Why forestry could be the root of sustainable investing

Posted by TEBI on November 7, 2019

 

With ESG investing, it can sometimes be hard to see the wood from the trees. But sustainable forestry could offer the ultimate ‘hedge’ against inflation, given its predictable cash flows. Trees continue to grow no matter what is going on in the economy, and can be continually replenished. Not just that, but as trees grow they absorb (or ‘sequester) carbon, making sustainable forestry a key factor in the fight against global warming.

The April report from Global Impact Investing Network (GIIN), ‘Scaling Impact Investments in Forestry’, describes the opportunity that the forestry sector presents to impact investors. Based on 24 interviews with asset managers, asset owners  and services providers, plus analysis of 37 funds and vehicles in sustainable forestry, it found a rise in the launch of impact and sustainable forestry funds, with eight vehicles launched between 2014 and 2016 and another ten between 2017 and 2019.

It is also a relatively easy space to verify sustainability credentials: all of the funds in the GIIN report pursue certification with either the Sustainable Forestry Initiative (SFI) or Forest Stewardship Council (FSC).
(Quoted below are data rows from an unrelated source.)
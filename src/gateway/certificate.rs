//! `IC-Certificate` header parsing.
//!
//! The header value is a comma separated list of `name=:base64:` fields.
//! Only `certificate` and `tree` are recognised.

use base64::engine::general_purpose::STANDARD;
use base64::Engine;

/// Name of the response header carrying certificate material.
pub const CERTIFICATE_HEADER: &str = "ic-certificate";

/// Certificate and hash tree attached to a query response.
#[derive(Debug, Clone, Default, PartialEq, Eq)]
pub struct CertificateMaterial {
    pub certificate: Option<Vec<u8>>,
    pub tree: Option<Vec<u8>>,
}

impl CertificateMaterial {
    /// Parse one header value, merging its fields over `self`.
    ///
    /// A malformed field is skipped on its own; the rest of the value is still
    /// read.
    pub fn merge_header(mut self, value: &str) -> Self {
        for field in value.split(',') {
            let Some((name, bytes)) = parse_field(field) else {
                tracing::debug!(field = %field.trim(), "Skipping malformed certificate field");
                continue;
            };

            match name {
                "certificate" => self.certificate = Some(bytes),
                "tree" => self.tree = Some(bytes),
                _ => {}
            }
        }
        self
    }

    /// Both parts, if both are present.
    pub fn parts(&self) -> Option<(&[u8], &[u8])> {
        match (&self.certificate, &self.tree) {
            (Some(certificate), Some(tree)) => Some((certificate, tree)),
            _ => None,
        }
    }
}

/// Split `name=:value:` and decode the value.
fn parse_field(field: &str) -> Option<(&str, Vec<u8>)> {
    let inner = field.trim().strip_suffix(':')?;
    let (name, value) = inner.rsplit_once("=:")?;
    let bytes = STANDARD.decode(value.trim()).ok()?;
    Some((name.trim(), bytes))
}

#[cfg(test)]
mod tests {
    use super::*;

    fn b64(bytes: &[u8]) -> String {
        STANDARD.encode(bytes)
    }

    #[test]
    fn test_parse_both_fields() {
        let value = format!("certificate=:{}:, tree=:{}:", b64(b"cert"), b64(b"tree"));
        let material = CertificateMaterial::default().merge_header(&value);

        assert_eq!(material.certificate.as_deref(), Some(&b"cert"[..]));
        assert_eq!(material.tree.as_deref(), Some(&b"tree"[..]));
        assert!(material.parts().is_some());
    }

    #[test]
    fn test_unknown_fields_ignored() {
        let value = format!(
            "version=:{}:,certificate=:{}:",
            b64(b"2"),
            b64(b"padded!")
        );
        let material = CertificateMaterial::default().merge_header(&value);

        assert_eq!(material.certificate.as_deref(), Some(&b"padded!"[..]));
        assert_eq!(material.tree, None);
        assert!(material.parts().is_none());
    }

    #[test]
    fn test_malformed_field_skipped_alone() {
        let value = format!("certificate=garbage,tree=:{}:", b64(b"t"));
        let material = CertificateMaterial::default().merge_header(&value);

        assert_eq!(material.certificate, None);
        assert_eq!(material.tree.as_deref(), Some(&b"t"[..]));
    }

    #[test]
    fn test_bad_base64_skipped() {
        let material = CertificateMaterial::default().merge_header("tree=:!!!:");
        assert_eq!(material.tree, None);
    }

    #[test]
    fn test_merge_keeps_earlier_fields() {
        let material = CertificateMaterial::default()
            .merge_header(&format!("certificate=:{}:", b64(b"c")))
            .merge_header(&format!("tree=:{}:", b64(b"t")));

        assert!(material.parts().is_some());
    }
}
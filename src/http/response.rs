//! Response handling and transformation.
//!
//! # Design Decisions
//! - Hop-by-hop headers and `Content-Length` are stripped; hyper computes the
//!   length of the buffered body
//! - Header pairs that are not valid HTTP are skipped with a warning

use axum::body::Body;
use axum::http::{HeaderName, HeaderValue, Response, StatusCode};

use crate::gateway::types::OutboundResponse;
use crate::http::is_hop_by_hop;

/// Convert a gateway response into an axum response.
pub fn into_response(response: OutboundResponse) -> Response<Body> {
    let status = StatusCode::from_u16(response.status).unwrap_or_else(|_| {
        tracing::warn!(status = response.status, "Invalid status code, serving 500");
        StatusCode::INTERNAL_SERVER_ERROR
    });

    let mut builder = Response::builder().status(status);
    if let Some(headers) = builder.headers_mut() {
        for (name, value) in &response.headers {
            if is_hop_by_hop(name) || name.eq_ignore_ascii_case("content-length") {
                continue;
            }
            match (
                HeaderName::from_bytes(name.trim().as_bytes()),
                HeaderValue::from_str(value),
            ) {
                (Ok(name), Ok(value)) => {
                    headers.append(name, value);
                }
                _ => tracing::warn!(header = %name, "Skipping invalid response header"),
            }
        }
    }

    builder
        .body(Body::from(response.body))
        .unwrap_or_else(|_| Response::new(Body::empty()))
}

#[cfg(test)]
mod tests {
    use super::*;

    #[test]
    fn test_headers_copied_and_filtered() {
        let response = into_response(OutboundResponse::new(
            201,
            vec![
                ("Content-Type".to_string(), "text/plain".to_string()),
                ("Set-Cookie".to_string(), "a=1".to_string()),
                ("Set-Cookie".to_string(), "b=2".to_string()),
                ("Connection".to_string(), "keep-alive".to_string()),
                ("Content-Length".to_string(), "999".to_string()),
                ("bad header".to_string(), "x".to_string()),
            ],
            "ok",
        ));

        assert_eq!(response.status(), StatusCode::CREATED);
        assert_eq!(response.headers()["content-type"], "text/plain");
        assert_eq!(response.headers().get_all("set-cookie").iter().count(), 2);
        assert!(response.headers().get("connection").is_none());
        assert!(response.headers().get("content-length").is_none());
        assert_eq!(response.headers().len(), 3);
    }

    #[test]
    fn test_invalid_status_becomes_500() {
        let response = into_response(OutboundResponse::text(42, "x"));
        assert_eq!(response.status(), StatusCode::INTERNAL_SERVER_ERROR);
    }
}
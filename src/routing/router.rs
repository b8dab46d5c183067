//! Request classification.
//!
//! # Responsibilities
//! - Send `/api/` traffic straight to the replica
//! - Refuse the reserved `/_/` namespace
//! - Resolve the canister behind everything else
//! - Decide whether an unresolved request may leave unverified

use std::sync::Arc;

use candid::Principal;

use crate::gateway::identity::DomainResolver;
use crate::gateway::types::InboundRequest;
use crate::routing::matcher::{ForeignOriginMatcher, Matcher, PathPrefixMatcher, RawOriginMatcher};

/// Path prefix of the replica's own RPC-over-HTTP API.
pub const API_PREFIX: &str = "/api/";

/// Path prefix reserved for the gateway.
pub const RESERVED_PREFIX: &str = "/_/";

/// Where a request goes.
#[derive(Debug, Clone, Copy, PartialEq, Eq)]
pub enum Route {
    /// Forward to the replica API unchanged.
    Api,
    /// Reserved namespace, always 404.
    Reserved,
    /// Serve from this canister, with verification.
    Canister(Principal),
    /// Foreign or raw origin, fetched without verification.
    Passthrough,
    /// Same-origin request naming no canister.
    Unresolved,
}

impl Route {
    /// Label used in logs and metrics.
    pub fn name(&self) -> &'static str {
        match self {
            Route::Api => "api",
            Route::Reserved => "reserved",
            Route::Canister(_) => "canister",
            Route::Passthrough => "passthrough",
            Route::Unresolved => "unresolved",
        }
    }
}

/// Immutable request classifier.
#[derive(Debug)]
pub struct Router {
    api: PathPrefixMatcher,
    reserved: PathPrefixMatcher,
    raw: RawOriginMatcher,
    foreign: ForeignOriginMatcher,
    resolver: Arc<DomainResolver>,
}

impl Router {
    pub fn new(resolver: Arc<DomainResolver>) -> Self {
        Self {
            api: PathPrefixMatcher::new(API_PREFIX),
            reserved: PathPrefixMatcher::new(RESERVED_PREFIX),
            raw: RawOriginMatcher::new(resolver.root_domain()),
            foreign: ForeignOriginMatcher::new(resolver.root_domain()),
            resolver,
        }
    }

    pub fn resolver(&self) -> &DomainResolver {
        &self.resolver
    }

    /// Classify a request. First match wins.
    pub fn route(&self, req: &InboundRequest) -> Route {
        if self.api.matches(req) {
            return Route::Api;
        }
        if self.reserved.matches(req) {
            return Route::Reserved;
        }
        if self.raw.matches(req) {
            return Route::Passthrough;
        }
        if let Some(canister_id) = self.resolver.resolve(req) {
            return Route::Canister(canister_id);
        }
        if self.foreign.matches(req) {
            return Route::Passthrough;
        }
        Route::Unresolved
    }
}

#[cfg(test)]
mod tests {
    use super::*;
    use bytes::Bytes;
    use std::collections::HashMap;
    use url::Url;

    const LEDGER: &str = "ryjl3-tyaaa-aaaaa-aaaba-cai";

    fn router() -> Router {
        Router::new(Arc::new(DomainResolver::new("ic0.app", HashMap::new(), false)))
    }

    fn request(url: &str) -> InboundRequest {
        InboundRequest {
            method: "GET".into(),
            url: Url::parse(url).unwrap(),
            headers: vec![],
            referrer: None,
            body: Bytes::new(),
        }
    }

    #[test]
    fn test_api_wins_over_canister() {
        let url = format!("https://{}.ic0.app/api/v2/status", LEDGER);
        assert_eq!(router().route(&request(&url)), Route::Api);
    }

    #[test]
    fn test_reserved_prefix() {
        let url = format!("https://{}.ic0.app/_/raw", LEDGER);
        assert_eq!(router().route(&request(&url)), Route::Reserved);
    }

    #[test]
    fn test_canister_route() {
        let url = format!("https://{}.ic0.app/index.html", LEDGER);
        assert_eq!(
            router().route(&request(&url)),
            Route::Canister(Principal::from_text(LEDGER).unwrap())
        );
    }

    #[test]
    fn test_raw_subdomain_passthrough() {
        let url = format!("https://{}.raw.ic0.app/index.html", LEDGER);
        assert_eq!(router().route(&request(&url)), Route::Passthrough);
    }

    #[test]
    fn test_raw_passthrough_even_when_resolvable() {
        let router = Router::new(Arc::new(DomainResolver::new(
            "localhost",
            HashMap::new(),
            true,
        )));
        let url = format!("http://raw.localhost/?canisterId={}", LEDGER);
        assert_eq!(router.route(&request(&url)), Route::Passthrough);
    }

    #[test]
    fn test_foreign_passthrough() {
        assert_eq!(
            router().route(&request("https://fonts.example.com/a.woff")),
            Route::Passthrough
        );
    }

    #[test]
    fn test_same_origin_unresolved() {
        assert_eq!(
            router().route(&request("https://www.ic0.app/")),
            Route::Unresolved
        );
    }
}
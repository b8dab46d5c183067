//! `ic-agent` backed transport.

use std::sync::Arc;
use std::time::{Duration, SystemTime, UNIX_EPOCH};

use async_trait::async_trait;
use candid::Principal;
use ic_agent::hash_tree::LookupResult;
use ic_agent::{Agent, AgentError, Certificate};
use serde_bytes::ByteBuf;
use url::Url;

use crate::gateway::error::TransportError;
use crate::gateway::transport::{Transport, TransportFactory};
use crate::gateway::types::{RpcRequest, RpcResponse, StreamChunk, StreamingDescriptor};
use crate::ic::types::{
    CallbackFunc, HttpRequest, HttpResponse, StreamingCallbackHttpResponse,
    StreamingCallbackToken, StreamingStrategy,
};

const HTTP_REQUEST: &str = "http_request";
const HTTP_REQUEST_UPDATE: &str = "http_request_update";

impl From<AgentError> for TransportError {
    fn from(err: AgentError) -> Self {
        TransportError::Agent(err.to_string())
    }
}

impl From<candid::Error> for TransportError {
    fn from(err: candid::Error) -> Self {
        TransportError::Decode(err.to_string())
    }
}

/// Creates one [`AgentTransport`] per replica origin.
#[derive(Debug, Clone)]
pub struct AgentTransportFactory {
    fetch_root_key: bool,
    max_certificate_age: Duration,
}

impl AgentTransportFactory {
    /// `fetch_root_key` trusts whatever root key the replica reports; only
    /// for development networks.
    pub fn new(fetch_root_key: bool, max_certificate_age: Duration) -> Self {
        Self {
            fetch_root_key,
            max_certificate_age,
        }
    }
}

#[async_trait]
impl TransportFactory for AgentTransportFactory {
    async fn connect(&self, origin: &Url) -> Result<Arc<dyn Transport>, TransportError> {
        let agent = Agent::builder()
            .with_url(origin.as_str())
            .build()
            .map_err(|e| TransportError::InvalidOrigin(format!("{}: {}", origin, e)))?;

        if self.fetch_root_key {
            tracing::debug!(origin = %origin, "Fetching root key");
            agent.fetch_root_key().await?;
        }

        Ok(Arc::new(AgentTransport {
            agent,
            max_certificate_age: self.max_certificate_age,
        }))
    }
}

/// Transport speaking the canister HTTP interface through an [`Agent`].
pub struct AgentTransport {
    agent: Agent,
    max_certificate_age: Duration,
}

impl AgentTransport {
    fn encode_request(request: &RpcRequest) -> Result<Vec<u8>, TransportError> {
        let arg = HttpRequest {
            method: request.method.clone(),
            url: request.url.clone(),
            headers: request.headers.clone(),
            body: ByteBuf::from(request.body.clone()),
        };
        Ok(candid::encode_one(arg)?)
    }

    fn decode_response(
        canister_id: Principal,
        bytes: &[u8],
    ) -> Result<RpcResponse, TransportError> {
        let response: HttpResponse = candid::decode_one(bytes)?;

        let streaming = match response.streaming_strategy {
            Some(StreamingStrategy::Callback {
                callback: CallbackFunc(callback),
                token,
            }) => {
                if callback.principal != canister_id {
                    tracing::debug!(
                        canister_id = %canister_id,
                        callback = %callback.principal,
                        "Streaming callback names another canister; calling the resolved one"
                    );
                }
                Some(StreamingDescriptor {
                    method: callback.method,
                    token: candid::encode_one(token)?,
                })
            }
            None => None,
        };

        Ok(RpcResponse {
            status_code: response.status_code,
            headers: response.headers,
            body: response.body.into_vec(),
            streaming,
            upgrade: response.upgrade.unwrap_or(false),
        })
    }

    /// Check the certificate's `time` against the local clock.
    fn check_freshness(&self, certificate: &Certificate) -> Result<(), TransportError> {
        let time = match certificate.tree.lookup_path([b"time".as_slice()]) {
            LookupResult::Found(bytes) => decode_leb128(bytes),
            _ => None,
        }
        .ok_or_else(|| TransportError::Certificate("missing time".to_string()))?;

        let now = SystemTime::now()
            .duration_since(UNIX_EPOCH)
            .unwrap_or_default()
            .as_nanos();
        let skew = now.abs_diff(u128::from(time));

        if skew > self.max_certificate_age.as_nanos() {
            return Err(TransportError::Certificate(format!(
                "certificate time is {}s away from local time",
                skew / 1_000_000_000
            )));
        }
        Ok(())
    }
}

#[async_trait]
impl Transport for AgentTransport {
    async fn http_request(
        &self,
        canister_id: Principal,
        request: &RpcRequest,
    ) -> Result<RpcResponse, TransportError> {
        let bytes = self
            .agent
            .query(&canister_id, HTTP_REQUEST)
            .with_arg(Self::encode_request(request)?)
            .call()
            .await?;
        Self::decode_response(canister_id, &bytes)
    }

    async fn http_request_update(
        &self,
        canister_id: Principal,
        request: &RpcRequest,
    ) -> Result<RpcResponse, TransportError> {
        let bytes = self
            .agent
            .update(&canister_id, HTTP_REQUEST_UPDATE)
            .with_arg(Self::encode_request(request)?)
            .call_and_wait()
            .await?;
        Self::decode_response(canister_id, &bytes)
    }

    async fn stream_next(
        &self,
        canister_id: Principal,
        descriptor: StreamingDescriptor,
    ) -> Result<StreamChunk, TransportError> {
        let StreamingDescriptor { method, token } = descriptor;

        let bytes = self
            .agent
            .query(&canister_id, method.as_str())
            .with_arg(token)
            .call()
            .await?;
        let response: StreamingCallbackHttpResponse = candid::decode_one(&bytes)?;

        let next = response
            .token
            .map(|token: StreamingCallbackToken| candid::encode_one(token))
            .transpose()?
            .map(|token| StreamingDescriptor { method, token });

        Ok(StreamChunk {
            body: response.body.into_vec(),
            next,
        })
    }

    async fn certified_data(
        &self,
        canister_id: Principal,
        certificate: &[u8],
    ) -> Result<Vec<u8>, TransportError> {
        let certificate: Certificate = serde_cbor::from_slice(certificate)
            .map_err(|e| TransportError::Certificate(e.to_string()))?;

        self.agent
            .verify(&certificate, canister_id)
            .map_err(|e| TransportError::Certificate(e.to_string()))?;
        self.check_freshness(&certificate)?;

        match certificate.tree.lookup_path([
            b"canister".as_slice(),
            canister_id.as_slice(),
            b"certified_data".as_slice(),
        ]) {
            LookupResult::Found(data) => Ok(data.to_vec()),
            _ => Err(TransportError::Certificate(
                "no certified data for canister".to_string(),
            )),
        }
    }
}

/// Unsigned LEB128, as used for the certificate `time` leaf.
fn decode_leb128(bytes: &[u8]) -> Option<u64> {
    let mut value = 0u64;
    for (i, byte) in bytes.iter().enumerate() {
        let shift = u32::try_from(i * 7).ok().filter(|s| *s < 64)?;
        value |= u64::from(byte & 0x7f) << shift;
        if byte & 0x80 == 0 {
            return Some(value);
        }
    }
    None
}

#[cfg(test)]
mod tests {
    use super::*;
    use candid::{Func, Nat};

    #[test]
    fn test_decode_leb128() {
        assert_eq!(decode_leb128(&[0x00]), Some(0));
        assert_eq!(decode_leb128(&[0xe5, 0x8e, 0x26]), Some(624_485));
        assert_eq!(decode_leb128(&[0x80]), None);
        assert_eq!(decode_leb128(&[]), None);
    }

    #[test]
    fn test_decode_response_with_streaming() {
        let canister_id = Principal::from_text("ryjl3-tyaaa-aaaaa-aaaba-cai").unwrap();
        let token = StreamingCallbackToken {
            key: "/video.mp4".to_string(),
            content_encoding: "identity".to_string(),
            index: Nat::from(1u64),
            sha256: None,
        };
        let response = HttpResponse {
            status_code: 200,
            headers: vec![("content-type".to_string(), "video/mp4".to_string())],
            body: ByteBuf::from(b"first".to_vec()),
            streaming_strategy: Some(StreamingStrategy::Callback {
                callback: CallbackFunc(Func {
                    principal: canister_id,
                    method: "http_request_streaming_callback".to_string(),
                }),
                token: token.clone(),
            }),
            upgrade: None,
        };
        let bytes = candid::encode_one(response).unwrap();

        let decoded = AgentTransport::decode_response(canister_id, &bytes).unwrap();
        let descriptor = decoded.streaming.unwrap();

        assert_eq!(decoded.body, b"first");
        assert!(!decoded.upgrade);
        assert_eq!(descriptor.method, "http_request_streaming_callback");
        assert_eq!(
            candid::decode_one::<StreamingCallbackToken>(&descriptor.token).unwrap(),
            token
        );
    }

    #[test]
    fn test_decode_plain_response() {
        let canister_id = Principal::from_text("ryjl3-tyaaa-aaaaa-aaaba-cai").unwrap();
        let response = HttpResponse {
            status_code: 200,
            headers: vec![],
            body: ByteBuf::from(b"hello".to_vec()),
            streaming_strategy: None,
            upgrade: None,
        };
        let bytes = candid::encode_one(response).unwrap();

        let decoded = AgentTransport::decode_response(canister_id, &bytes).unwrap();

        assert_eq!(decoded.status_code, 200);
        assert_eq!(decoded.body, b"hello");
        assert!(decoded.streaming.is_none());
        assert!(!decoded.upgrade);
    }

    #[test]
    fn test_decode_garbage_is_an_error() {
        let canister_id = Principal::from_text("ryjl3-tyaaa-aaaaa-aaaba-cai").unwrap();
        let err = AgentTransport::decode_response(canister_id, b"not candid").unwrap_err();
        assert!(matches!(err, TransportError::Decode(_)));
    }

    #[test]
    fn test_encode_request_roundtrips_fields() {
        #[derive(candid::CandidType, candid::Deserialize)]
        struct Echo {
            method: String,
            url: String,
            headers: Vec<(String, String)>,
            body: ByteBuf,
        }

        let request = RpcRequest {
            method: "POST".to_string(),
            url: "/submit?x=1".to_string(),
            headers: vec![("accept-encoding".to_string(), "gzip".to_string())],
            body: b"payload".to_vec(),
        };
        let bytes = AgentTransport::encode_request(&request).unwrap();
        let echo: Echo = candid::decode_one(&bytes).unwrap();

        assert_eq!(echo.method, "POST");
        assert_eq!(echo.url, "/submit?x=1");
        assert_eq!(echo.headers, request.headers);
        assert_eq!(echo.body.into_vec(), b"payload");
    }
}
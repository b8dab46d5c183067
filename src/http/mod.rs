//! HTTP protocol handling subsystem.
//!
//! # Data Flow
//! ```text
//! TCP connection
//!     → server.rs (Axum setup, request id, access spans)
//!     → request.rs (absolute URL, body limit, InboundRequest)
//!     → [gateway pipeline]
//!     → response.rs (OutboundResponse → axum Response)
//!     → Send to client
//!
//! passthrough.rs: reqwest-backed Fetcher for /api/ and foreign origins
//! ```

pub mod passthrough;
pub mod request;
pub mod response;
pub mod server;

pub use passthrough::HttpFetcher;
pub use server::HttpServer;

/// Header carrying the per-request id.
pub const X_REQUEST_ID: &str = "x-request-id";

/// Connection-scoped headers that must not be forwarded (RFC 9110 §7.6.1).
pub const HOP_BY_HOP: &[&str] = &[
    "connection",
    "keep-alive",
    "proxy-authenticate",
    "proxy-authorization",
    "te",
    "trailer",
    "transfer-encoding",
    "upgrade",
];

pub fn is_hop_by_hop(name: &str) -> bool {
    HOP_BY_HOP.iter().any(|h| h.eq_ignore_ascii_case(name))
}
Most of the funds (73%) identified primarily target environmental impact, with common strategies including climate change mitigation, land conservation/restoration, biodiversity conservation, anti-poaching efforts, and water stewardship. Another 27% of funds explicitly target both environmental and social impact. Among these, common social impact strategies include community development, quality job creation and wage growth.

And what of the investment return? GIIN found, “top quartile funds in the impact universe generating net returns of 8.6% or higher compared to 4.2% or higher among conventional peers.”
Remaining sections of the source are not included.